Each line from the first down to the one containing "pub mod vesting;" should be returned exactly as it appears below.

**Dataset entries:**
((

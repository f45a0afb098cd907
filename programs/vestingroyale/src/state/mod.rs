pub mod recipients;
pub mod vesting_royale;

pub use recipients::*;
pub use vesting_royale::*;
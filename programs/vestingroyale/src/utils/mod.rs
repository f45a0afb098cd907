pub mod address;
pub mod vesting;
use anchor_lang::prelude::*;
use anchor_lang::system_program::{self, Allocate, Assign, CreateAccount};
use anchor_spl::associated_token::AssociatedToken;
use anchor_spl::token::{self, Mint, Token, TokenAccount, Transfer};

use crate::constants::VESTING_ROYALE_SEED;
use crate::error::VestingRoyaleError;
use crate::state::{RecipientQueue, VestingRoyale};
use crate::utils::vesting::VestingSchedule;

#[derive(AnchorSerialize, AnchorDeserialize, Clone, Debug)]
pub struct CreateVestingArgs {
    /// Distinguishes vestings by the same initializer. Part of the PDA seeds.
    pub nonce: u64,
    /// The epoch that the vesting should start with. If None -> Start immediately
    pub start_epoch: Option<u64>,
    /// Number of Epochs to vest for End = start + delta
    pub end_epoch_delta: u64,
    /// How much of the vest is unlocked immediately in BPS (1% = 100)
    pub initial_vest: u16,
    /// Amount of tokens to vest
    pub amount: u64,
    /// Number of recipient accounts passed as remaining accounts
    pub recipient_count: u64,
}

impl CreateVestingArgs {
    /// Checks the arguments against the supplied recipients and the creator's
    /// token balance before anything is written.
    pub fn validate(
        &self,
        recipients: Vec<Pubkey>,
        creator_balance: u64,
        current_epoch: u64,
    ) -> core::result::Result<(VestingSchedule, RecipientQueue), VestingRoyaleError> {
        let schedule = VestingSchedule::resolve(
            self.start_epoch,
            self.end_epoch_delta,
            self.initial_vest,
            current_epoch,
        )?;
        if self.amount == 0 {
            return Err(VestingRoyaleError::InvalidAmount);
        }
        if creator_balance < self.amount {
            return Err(VestingRoyaleError::InsufficientFunds);
        }
        let queue = RecipientQueue::new(recipients, self.recipient_count)?;
        Ok((schedule, queue))
    }
}

#[derive(Accounts)]
#[instruction(args: CreateVestingArgs)]
pub struct CreateVesting<'info> {
    /// CHECK: allocated by the handler after `VestingRoyale::ensure_vacant`, so a
    /// reused (initializer, nonce) fails with `DuplicateRecord`.
    #[account(
        mut,
        seeds = [VESTING_ROYALE_SEED, initializer.key().as_ref(), &args.nonce.to_le_bytes()],
        bump
    )]
    pub vesting_royale: UncheckedAccount<'info>,

    /// Fee payer, funder and PDA seed.
    #[account(mut)]
    pub initializer: Signer<'info>,

    /// Tokens that will be vested
    #[account(
        mut,
        token::mint = mint,
        token::authority = initializer
    )]
    pub initializer_token_account: Account<'info, TokenAccount>,

    /// Pool that will hold the tokens to be vested
    #[account(
        init_if_needed,
        payer = initializer,
        associated_token::mint = mint,
        associated_token::authority = vesting_royale,
    )]
    pub vesting_pool: Account<'info, TokenAccount>,

    /// Mint of the vested token
    pub mint: Account<'info, Mint>,

    pub system_program: Program<'info, System>,
    pub token_program: Program<'info, Token>,
    pub associated_token_program: Program<'info, AssociatedToken>,
}

impl CreateVesting<'_> {
    pub fn handle(ctx: Context<Self>, args: CreateVestingArgs) -> Result<()> {
        let record_ai = ctx.accounts.vesting_royale.to_account_info();
        VestingRoyale::ensure_vacant(record_ai.owner, record_ai.data_len())?;

        let now = Clock::get()?.epoch;

        // Recipients arrive as remaining accounts; large sets come through lookup tables.
        let wallets: Vec<Pubkey> = ctx.remaining_accounts.iter().map(|a| a.key()).collect();
        let (schedule, recipients) = args.validate(
            wallets,
            ctx.accounts.initializer_token_account.amount,
            now,
        )?;

        let initializer = ctx.accounts.initializer.key();
        let nonce = args.nonce.to_le_bytes();
        let bump = ctx.bumps.vesting_royale;
        let signer_seeds: &[&[&[u8]]] = &[&[VESTING_ROYALE_SEED, initializer.as_ref(), &nonce, &[bump]]];

        allocate_record(
            &ctx.accounts.initializer.to_account_info(),
            &record_ai,
            &ctx.accounts.system_program.to_account_info(),
            VestingRoyale::space(recipients.capacity as usize),
            signer_seeds,
        )?;

        let vr = VestingRoyale {
            initializer,
            nonce: args.nonce,
            bump,
            start_epoch: schedule.start_epoch,
            end_epoch: schedule.end_epoch,
            initial_vest: schedule.initial_vest,
            vesting_pool: ctx.accounts.vesting_pool.key(),
            mint: ctx.accounts.mint.key(),
            deposited: args.amount,
            withdrawn: 0,
            recipients,
        };
        {
            let mut data = record_ai.try_borrow_mut_data()?;
            vr.try_serialize(&mut &mut data[..])?;
        }

        token::transfer(
            CpiContext::new(
                ctx.accounts.token_program.to_account_info(),
                Transfer {
                    from: ctx.accounts.initializer_token_account.to_account_info(),
                    to: ctx.accounts.vesting_pool.to_account_info(),
                    authority: ctx.accounts.initializer.to_account_info(),
                },
            ),
            args.amount,
        )?;

        msg!(
            "vesting created: {} recipients, epochs {}..{}, initial vest {} bps, amount {}",
            vr.recipients.len(),
            vr.start_epoch,
            vr.end_epoch,
            vr.initial_vest,
            args.amount
        );

        emit!(VestingCreated {
            vesting_royale: record_ai.key(),
            initializer,
            nonce: vr.nonce,
            mint: vr.mint,
            vesting_pool: vr.vesting_pool,
            start_epoch: vr.start_epoch,
            end_epoch: vr.end_epoch,
            initial_vest: vr.initial_vest,
            amount: args.amount,
            recipient_count: vr.recipients.capacity,
        });

        Ok(())
    }
}

/// Creates the record PDA owned by this program. An address that was merely
/// pre-funded with lamports is topped up to rent exemption, then allocated and
/// assigned, since `create_account` refuses accounts that hold lamports.
fn allocate_record<'info>(
    payer: &AccountInfo<'info>,
    record: &AccountInfo<'info>,
    system: &AccountInfo<'info>,
    space: usize,
    signer_seeds: &[&[&[u8]]],
) -> Result<()> {
    let required = Rent::get()?.minimum_balance(space);
    let current = record.lamports();

    if current == 0 {
        return system_program::create_account(
            CpiContext::new_with_signer(
                system.clone(),
                CreateAccount {
                    from: payer.clone(),
                    to: record.clone(),
                },
                signer_seeds,
            ),
            required,
            space as u64,
            &crate::ID,
        );
    }

    let top_up = required.saturating_sub(current);
    if top_up > 0 {
        system_program::transfer(
            CpiContext::new(
                system.clone(),
                system_program::Transfer {
                    from: payer.clone(),
                    to: record.clone(),
                },
            ),
            top_up,
        )?;
    }
    system_program::allocate(
        CpiContext::new_with_signer(
            system.clone(),
            Allocate {
                account_to_allocate: record.clone(),
            },
            signer_seeds,
        ),
        space as u64,
    )?;
    system_program::assign(
        CpiContext::new_with_signer(
            system.clone(),
            Assign {
                account_to_assign: record.clone(),
            },
            signer_seeds,
        ),
        &crate::ID,
    )
}

#[event]
pub struct VestingCreated {
    pub vesting_royale: Pubkey,
    pub initializer: Pubkey,
    pub nonce: u64,
    pub mint: Pubkey,
    pub vesting_pool: Pubkey,
    pub start_epoch: u64,
    pub end_epoch: u64,
    pub initial_vest: u16,
    pub amount: u64,
    pub recipient_count: u32,
}
//! Astro components

use super::confirm_typescript;
use crate::error::Result;
use crate::framework::Framework;
use crate::prompt::Prompter;
use crate::selection::ResolvedSelection;

pub const TEMPLATES: &[&str] = &["component-ts.astro", "component.astro"];

/// Typed variant declares a `Props` interface in the frontmatter
pub fn template(typescript: bool) -> &'static str {
    if typescript {
        "component-ts.astro"
    } else {
        "component.astro"
    }
}

pub async fn resolve<P: Prompter>(
    prompter: &mut P,
    name: String,
    folder: String,
) -> Result<ResolvedSelection> {
    let typescript = confirm_typescript(prompter, "astro.typescript").await?;
    Ok(ResolvedSelection::new(Framework::Astro, name, template(typescript), folder))
}
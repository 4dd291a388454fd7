//! Resolution error types

use std::io;
use thiserror::Error;

/// Failure of a resolution run
#[derive(Debug, Error)]
pub enum ScaffoldError {
    /// The merged framework value matched none of the supported frameworks
    #[error("A (valid) framework must be selected")]
    FrameworkNotSelected,

    /// The user abandoned an interactive prompt
    #[error("Setup cancelled.")]
    Cancelled,

    /// The prompt subsystem failed for a reason other than an abort
    #[error("Prompt failed: {0}")]
    Prompt(io::Error),
}

impl From<io::Error> for ScaffoldError {
    fn from(err: io::Error) -> Self {
        if err.kind() == io::ErrorKind::Interrupted {
            ScaffoldError::Cancelled
        } else {
            ScaffoldError::Prompt(err)
        }
    }
}

pub type Result<T> = std::result::Result<T, ScaffoldError>;

#[cfg(test)]
mod tests {
    use super::*;

    #[test]
    fn test_interrupted_maps_to_cancelled() {
        let err: ScaffoldError = io::Error::new(io::ErrorKind::Interrupted, "ctrl-c").into();
        assert!(matches!(err, ScaffoldError::Cancelled));
    }

    #[test]
    fn test_other_io_errors_are_prompt_failures() {
        let err: ScaffoldError = io::Error::new(io::ErrorKind::BrokenPipe, "closed").into();
        assert!(matches!(err, ScaffoldError::Prompt(_)));
        assert!(err.to_string().contains("closed"));
    }

    #[test]
    fn test_fatal_message_is_stable() {
        assert_eq!(
            ScaffoldError::FrameworkNotSelected.to_string(),
            "A (valid) framework must be selected"
        );
    }
}
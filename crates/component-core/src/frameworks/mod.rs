//! Per-framework template resolvers
//!
//! Each resolver elicits its own follow-up questions in order and maps the
//! answers to exactly one template id through an exhaustive `match`.

pub mod angular;
pub mod astro;
pub mod qwik;
pub mod react;
pub mod svelte;
pub mod vue;

use crate::error::Result;
use crate::prompt::{ConfirmPrompt, Prompter, SelectPrompt};
use std::io;

/// Ask whether the type-checked (TypeScript) variant should be used
pub(crate) async fn confirm_typescript<P: Prompter>(
    prompter: &mut P,
    key: &'static str,
) -> Result<bool> {
    let prompt = ConfirmPrompt::new(key, "Use TypeScript?", true);
    Ok(prompter.confirm(&prompt).await?)
}

/// Ask a select prompt and map the chosen index back onto `options`
pub(crate) async fn select_one<P: Prompter, T: Copy>(
    prompter: &mut P,
    prompt: &SelectPrompt,
    options: &[T],
) -> Result<T> {
    let index = prompter.select(prompt).await?;
    options.get(index).copied().ok_or_else(|| {
        io::Error::new(
            io::ErrorKind::InvalidInput,
            format!("no option {} for '{}'", index, prompt.key),
        )
        .into()
    })
}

))

**RESULT:**
repository f45a0afb098cd907
filename programs/vestingroyale/src/state/mod.rs
pub mod recipients;
pub mod vesting_royale;

pub use recipients::*;
pub use vesting_royale::*;
filename programs/vestingroyale/src/utils/mod.rs
repository f45a0afb098cd907
pub mod address;
pub mod vesting;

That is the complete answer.